*EXERCISE BRIEF*. From the line containing "requires a square" down to the last line of the records below, restate each line word for word and leave out the rest.

*RECORDS TO USE*.

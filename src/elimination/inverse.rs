//! Inversion by Gauss–Jordan elimination of `[A | I]`, and solving `A x = b`.

use crate::config::EliminationOptions;
use crate::core::traits::MatShape;
use crate::elimination::echelon::reduced_row_echelon_with;
use crate::error::LaError;
use crate::matrix::Matrix;
use log::debug;
use num_traits::Float;

/// `A⁻¹`, or `SingularMatrix` when the left block of `[A | I]` lacks a
/// pivot in some column.
pub fn inverse_with<T: Float>(m: &Matrix<T>, opts: &EliminationOptions<T>) -> Result<Matrix<T>, LaError> {
    let (h, w) = m.dim();
    if h != w {
        return Err(LaError::NonSquare { rows: h, cols: w });
    }
    let n = h;
    let aug = m.augment(&Matrix::identity(n)?)?;
    let e = reduced_row_echelon_with(&aug, opts);
    let left_pivots = e.pivot_cols().filter(|&c| c < n).count();
    if left_pivots < n {
        debug!("inverse: {n}x{n} matrix has only {left_pivots} pivots, singular");
        return Err(LaError::SingularMatrix);
    }
    Matrix::from_fn(n, n, |i, j| e.matrix[(i, n + j)])
}

/// `x = A⁻¹ b` for every column of `b`.
pub fn solve_with<T: Float>(
    a: &Matrix<T>,
    b: &Matrix<T>,
    opts: &EliminationOptions<T>,
) -> Result<Matrix<T>, LaError> {
    inverse_with(a, opts)?.checked_mul(b)
}

impl<T: Float> Matrix<T> {
    pub fn inverse(&self) -> Result<Matrix<T>, LaError> {
        inverse_with(self, &EliminationOptions::default())
    }

    pub fn inverse_with(&self, opts: &EliminationOptions<T>) -> Result<Matrix<T>, LaError> {
        inverse_with(self, opts)
    }

    /// Solve `self · x = b`.
    pub fn solve(&self, b: &Matrix<T>) -> Result<Matrix<T>, LaError> {
        solve_with(self, b, &EliminationOptions::default())
    }

    pub fn solve_with(&self, b: &Matrix<T>, opts: &EliminationOptions<T>) -> Result<Matrix<T>, LaError> {
        solve_with(self, b, opts)
    }
}

#[cfg(test)]
mod tests {
    use super::*;
    use approx::assert_abs_diff_eq;

    fn m(rows: Vec<Vec<f64>>) -> Matrix<f64> {
        Matrix::from_rows(rows).unwrap()
    }

    #[test]
    fn inverse_of_identity_is_identity() {
        let i = Matrix::<f64>::identity(2).unwrap();
        assert_eq!(i.inverse().unwrap(), i);
    }

    #[test]
    fn inverse_of_2x2() {
        let a = m(vec![vec![1.0, 2.0], vec![3.0, 4.0]]);
        assert_eq!(a.inverse().unwrap(), m(vec![vec![-2.0, 1.0], vec![1.5, -0.5]]));
    }

    #[test]
    fn inverse_needs_row_swap() {
        let a = m(vec![vec![0.0, 2.0], vec![4.0, 0.0]]);
        assert_eq!(a.inverse().unwrap(), m(vec![vec![0.0, 0.25], vec![0.5, 0.0]]));
    }

    #[test]
    fn singular_inverse_fails() {
        let a = m(vec![vec![1.0, 2.0], vec![2.0, 4.0]]);
        assert_eq!(a.inverse(), Err(LaError::SingularMatrix));
        let z = Matrix::<f64>::zeros(3, 3).unwrap();
        assert_eq!(z.inverse(), Err(LaError::SingularMatrix));
    }

    #[test]
    fn non_square_inverse_fails() {
        let a = m(vec![vec![1.0, 3.0], vec![5.0, 6.0], vec![4.0, 3.0]]);
        assert_eq!(a.inverse(), Err(LaError::NonSquare { rows: 3, cols: 2 }));
    }

    #[test]
    fn solve_3x3() {
        // [[2,1,1],[1,3,2],[1,0,0]] x = [4,5,6] has x = [6,15,-23]
        let a = m(vec![vec![2.0, 1.0, 1.0], vec![1.0, 3.0, 2.0], vec![1.0, 0.0, 0.0]]);
        let b = m(vec![vec![4.0], vec![5.0], vec![6.0]]);
        let x = a.solve(&b).unwrap();
        for (xi, ei) in x.as_slice().iter().zip([6.0, 15.0, -23.0]) {
            assert_abs_diff_eq!(*xi, ei, epsilon = 1e-10);
        }
    }

    #[test]
    fn solve_inherits_failures() {
        let a = m(vec![vec![1.0, 2.0], vec![2.0, 4.0]]);
        let b = m(vec![vec![1.0], vec![1.0]]);
        assert_eq!(a.solve(&b), Err(LaError::SingularMatrix));
        let ok = m(vec![vec![1.0, 0.0], vec![0.0, 1.0]]);
        let wrong = m(vec![vec![1.0], vec![1.0], vec![1.0]]);
        assert!(matches!(ok.solve(&wrong), Err(LaError::DimensionMismatch { .. })));
    }
}
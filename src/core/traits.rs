//! Core linear-algebra traits for rowred.

use crate::error::LaError;

/// Shape queries shared by dense matrix types.
pub trait MatShape {
    /// Number of rows (height).
    fn nrows(&self) -> usize;
    /// Number of columns (width).
    fn ncols(&self) -> usize;

    /// `(height, width)`, always recomputed from the matrix itself.
    fn dim(&self) -> (usize, usize) {
        (self.nrows(), self.ncols())
    }

    fn is_square(&self) -> bool {
        self.nrows() == self.ncols()
    }
}

/// Matrix–vector product: y ← A x.
pub trait MatVec<V> {
    /// Compute y = A · x, failing when `x` or `y` has the wrong length.
    fn matvec(&self, x: &V, y: &mut V) -> Result<(), LaError>;
}
//! Core traits shared by the matrix, arithmetic and solver modules.

pub mod traits;
pub use traits::{MatShape, MatVec};
//! Dense row-major matrix type.
//!
//! This module provides [`Matrix`], the value type every other module works on,
//! along with its constructors, 1-based element access, transposition and
//! conversion to and from `faer::Mat<T>`.
//!
//! The public accessors (`get`, `set`, `row`, `col`) use 1-based indices.
//! `Index<(usize, usize)>` is 0-based, matching `faer::Mat`.

use crate::core::traits::MatShape;
use crate::error::LaError;
use faer::Mat;
use num_traits::Float;
use std::ops::{Index, IndexMut};

/// A dense `nrows × ncols` matrix stored row by row.
///
/// Both dimensions are at least 1; every constructor checks this, so a
/// `Matrix` is always rectangular and non-empty.
#[derive(Debug, Clone, PartialEq)]
pub struct Matrix<T> {
    nrows: usize,
    ncols: usize,
    data: Vec<T>,
}

impl<T: Float> Matrix<T> {
    fn check_dims(nrows: usize, ncols: usize) -> Result<(), LaError> {
        if nrows == 0 || ncols == 0 {
            return Err(LaError::InvalidDimension { rows: nrows, cols: ncols });
        }
        Ok(())
    }

    /// An `h × w` matrix of zeros.
    pub fn zeros(h: usize, w: usize) -> Result<Self, LaError> {
        Self::check_dims(h, w)?;
        Ok(Self { nrows: h, ncols: w, data: vec![T::zero(); h * w] })
    }

    /// Zero matrix with ones at `(i, i)` for `i` in `1..=min(h, w)`.
    ///
    /// For `h != w` this is a rectangular "identity-like" matrix rather than
    /// an identity in the algebraic sense.
    pub fn partial_identity(h: usize, w: usize) -> Result<Self, LaError> {
        let mut m = Self::zeros(h, w)?;
        for i in 0..h.min(w) {
            m[(i, i)] = T::one();
        }
        Ok(m)
    }

    /// The `n × n` identity.
    pub fn identity(n: usize) -> Result<Self, LaError> {
        Self::partial_identity(n, n)
    }

    /// Build from 0-based `f(i, j)`.
    pub fn from_fn<F>(h: usize, w: usize, mut f: F) -> Result<Self, LaError>
    where
        F: FnMut(usize, usize) -> T,
    {
        Self::check_dims(h, w)?;
        let mut data = Vec::with_capacity(h * w);
        for i in 0..h {
            for j in 0..w {
                data.push(f(i, j));
            }
        }
        Ok(Self { nrows: h, ncols: w, data })
    }

    /// Construct from raw row-major storage.
    pub fn from_row_major(h: usize, w: usize, data: Vec<T>) -> Result<Self, LaError> {
        Self::check_dims(h, w)?;
        if data.len() != h * w {
            return Err(LaError::DimensionMismatch { expected: h * w, found: data.len() });
        }
        Ok(Self { nrows: h, ncols: w, data })
    }

    /// Construct from a list of rows, rejecting empty or ragged input.
    pub fn from_rows(rows: Vec<Vec<T>>) -> Result<Self, LaError> {
        let h = rows.len();
        let w = rows.first().map_or(0, Vec::len);
        Self::check_dims(h, w)?;
        let mut data = Vec::with_capacity(h * w);
        for row in rows {
            if row.len() != w {
                return Err(LaError::DimensionMismatch { expected: w, found: row.len() });
            }
            data.extend(row);
        }
        Ok(Self { nrows: h, ncols: w, data })
    }

    /// Copy back out into nested rows.
    pub fn to_rows(&self) -> Vec<Vec<T>> {
        self.data.chunks(self.ncols).map(<[T]>::to_vec).collect()
    }

    fn check_index(&self, i: usize, j: usize) -> Result<(), LaError> {
        if i == 0 || i > self.nrows || j == 0 || j > self.ncols {
            return Err(LaError::IndexOutOfBounds {
                row: i,
                col: j,
                rows: self.nrows,
                cols: self.ncols,
            });
        }
        Ok(())
    }

    /// Element at 1-based `(i, j)`.
    pub fn get(&self, i: usize, j: usize) -> Result<T, LaError> {
        self.check_index(i, j)?;
        Ok(self[(i - 1, j - 1)])
    }

    /// Overwrite the element at 1-based `(i, j)`.
    pub fn set(&mut self, i: usize, j: usize, x: T) -> Result<(), LaError> {
        self.check_index(i, j)?;
        self[(i - 1, j - 1)] = x;
        Ok(())
    }

    /// Copy of 1-based row `i`.
    pub fn row(&self, i: usize) -> Result<Vec<T>, LaError> {
        self.check_index(i, 1)?;
        Ok(self.row_slice(i - 1).to_vec())
    }

    /// Copy of 1-based column `j`.
    pub fn col(&self, j: usize) -> Result<Vec<T>, LaError> {
        self.check_index(1, j)?;
        Ok((0..self.nrows).map(|i| self[(i, j - 1)]).collect())
    }

    /// `width × height` matrix with `result[j][i] = self[i][j]`.
    pub fn transpose(&self) -> Self {
        let (h, w) = (self.nrows, self.ncols);
        let mut data = Vec::with_capacity(h * w);
        for j in 0..w {
            for i in 0..h {
                data.push(self[(i, j)]);
            }
        }
        Self { nrows: w, ncols: h, data }
    }

    /// Row-major view of the entries.
    pub fn as_slice(&self) -> &[T] {
        &self.data
    }

    pub(crate) fn row_slice(&self, i: usize) -> &[T] {
        &self.data[i * self.ncols..(i + 1) * self.ncols]
    }

    pub(crate) fn swap_rows(&mut self, a: usize, b: usize) {
        if a == b {
            return;
        }
        for c in 0..self.ncols {
            self.data.swap(a * self.ncols + c, b * self.ncols + c);
        }
    }

    /// row[dst] ← row[dst] − factor · row[src]
    pub(crate) fn sub_scaled_row(&mut self, dst: usize, src: usize, factor: T) {
        let w = self.ncols;
        for c in 0..w {
            let v = self.data[src * w + c];
            self.data[dst * w + c] = self.data[dst * w + c] - factor * v;
        }
    }

    pub(crate) fn scale_row(&mut self, i: usize, s: T) {
        for x in &mut self.data[i * self.ncols..(i + 1) * self.ncols] {
            *x = *x * s;
        }
    }

    /// Copy from a faer matrix; empty inputs are rejected.
    pub fn from_faer(m: &Mat<T>) -> Result<Self, LaError> {
        Self::from_fn(m.nrows(), m.ncols(), |i, j| m[(i, j)])
    }

    /// Copy into a faer matrix.
    pub fn to_faer(&self) -> Mat<T> {
        Mat::from_fn(self.nrows, self.ncols, |i, j| self[(i, j)])
    }
}

impl<T> MatShape for Matrix<T> {
    fn nrows(&self) -> usize {
        self.nrows
    }
    fn ncols(&self) -> usize {
        self.ncols
    }
}

impl<T> Index<(usize, usize)> for Matrix<T> {
    type Output = T;

    fn index(&self, (i, j): (usize, usize)) -> &T {
        assert!(i < self.nrows && j < self.ncols, "index ({i}, {j}) out of bounds");
        &self.data[i * self.ncols + j]
    }
}

impl<T> IndexMut<(usize, usize)> for Matrix<T> {
    fn index_mut(&mut self, (i, j): (usize, usize)) -> &mut T {
        assert!(i < self.nrows && j < self.ncols, "index ({i}, {j}) out of bounds");
        &mut self.data[i * self.ncols + j]
    }
}
use thiserror::Error;

// Unified error type for rowred

#[derive(Error, Debug, Clone, PartialEq, Eq)]
pub enum LaError {
    #[error("dimension mismatch: expected {expected}, found {found}")]
    DimensionMismatch { expected: usize, found: usize },
    #[error("operation requires a square matrix, got {rows}x{cols}")]
    NonSquare { rows: usize, cols: usize },
    #[error("index ({row}, {col}) out of bounds for {rows}x{cols} matrix (indices are 1-based)")]
    IndexOutOfBounds {
        row: usize,
        col: usize,
        rows: usize,
        cols: usize,
    },
    #[error("singular matrix")]
    SingularMatrix,
    #[error("invalid dimension {rows}x{cols}: both must be at least 1")]
    InvalidDimension { rows: usize, cols: usize },
    #[error("division by zero: vector has zero magnitude")]
    DivisionByZero,
    #[error("solver used before any factorization")]
    NotFactored,
}

/// Shorthand for results carrying [`LaError`].
pub type Result<T> = std::result::Result<T, LaError>;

*REPLY TO THE EXERCISE*.
    #[error("operation requires a square matrix, got {rows}x{cols}")]
    NonSquare { rows: usize, cols: usize },
    #[error("index ({row}, {col}) out of bounds for {rows}x{cols} matrix (indices are 1-based)")]
    IndexOutOfBounds {
        row: usize,
        col: usize,
        rows: usize,
        cols: usize,
    },
    #[error("singular matrix")]
    SingularMatrix,
    #[error("invalid dimension {rows}x{cols}: both must be at least 1")]
    InvalidDimension { rows: usize, cols: usize },
    #[error("division by zero: vector has zero magnitude")]
    DivisionByZero,
    #[error("solver used before any factorization")]
    NotFactored,
}

/// Shorthand for results carrying [`LaError`].
pub type Result<T> = std::result::Result<T, LaError>;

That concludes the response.